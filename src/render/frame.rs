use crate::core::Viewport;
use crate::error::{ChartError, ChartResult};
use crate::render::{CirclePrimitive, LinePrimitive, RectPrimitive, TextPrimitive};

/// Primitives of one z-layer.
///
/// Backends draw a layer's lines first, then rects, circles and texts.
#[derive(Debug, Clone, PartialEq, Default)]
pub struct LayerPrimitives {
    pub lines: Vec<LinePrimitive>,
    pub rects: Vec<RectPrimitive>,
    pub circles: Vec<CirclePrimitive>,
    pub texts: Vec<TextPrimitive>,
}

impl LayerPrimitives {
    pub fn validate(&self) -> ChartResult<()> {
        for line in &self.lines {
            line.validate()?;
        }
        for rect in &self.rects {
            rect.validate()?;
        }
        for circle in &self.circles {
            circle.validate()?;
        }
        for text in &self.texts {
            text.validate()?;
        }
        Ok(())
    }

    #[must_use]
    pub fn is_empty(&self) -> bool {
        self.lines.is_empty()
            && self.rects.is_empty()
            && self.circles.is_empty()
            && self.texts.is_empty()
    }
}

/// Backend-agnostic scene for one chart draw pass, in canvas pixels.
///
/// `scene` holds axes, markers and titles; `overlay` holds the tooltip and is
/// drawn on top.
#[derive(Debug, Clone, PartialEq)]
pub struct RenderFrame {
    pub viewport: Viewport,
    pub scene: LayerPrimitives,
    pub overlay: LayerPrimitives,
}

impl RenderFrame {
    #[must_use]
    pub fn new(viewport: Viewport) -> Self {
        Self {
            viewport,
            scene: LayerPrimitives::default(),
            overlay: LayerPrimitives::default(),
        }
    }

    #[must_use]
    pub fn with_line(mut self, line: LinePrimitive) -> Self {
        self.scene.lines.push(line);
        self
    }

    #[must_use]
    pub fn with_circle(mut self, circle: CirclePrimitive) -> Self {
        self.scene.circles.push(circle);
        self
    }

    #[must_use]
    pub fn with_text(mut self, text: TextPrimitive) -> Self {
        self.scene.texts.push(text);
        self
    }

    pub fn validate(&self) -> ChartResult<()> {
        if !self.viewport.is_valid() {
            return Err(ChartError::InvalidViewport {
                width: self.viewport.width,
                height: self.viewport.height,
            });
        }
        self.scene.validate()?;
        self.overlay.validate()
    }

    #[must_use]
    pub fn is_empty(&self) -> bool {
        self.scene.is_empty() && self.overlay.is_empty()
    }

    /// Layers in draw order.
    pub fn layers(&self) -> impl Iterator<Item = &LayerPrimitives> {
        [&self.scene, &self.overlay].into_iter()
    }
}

● **TASK TO COMPLETE**
Whenever the word "texts" occurs in a line above, copy that line.

● **SOLUTION**
/// Backends draw a layer's lines first, then rects, circles and texts.
    pub texts: Vec<TextPrimitive>,
        for text in &self.texts {
            && self.texts.is_empty()
        self.scene.texts.push(text);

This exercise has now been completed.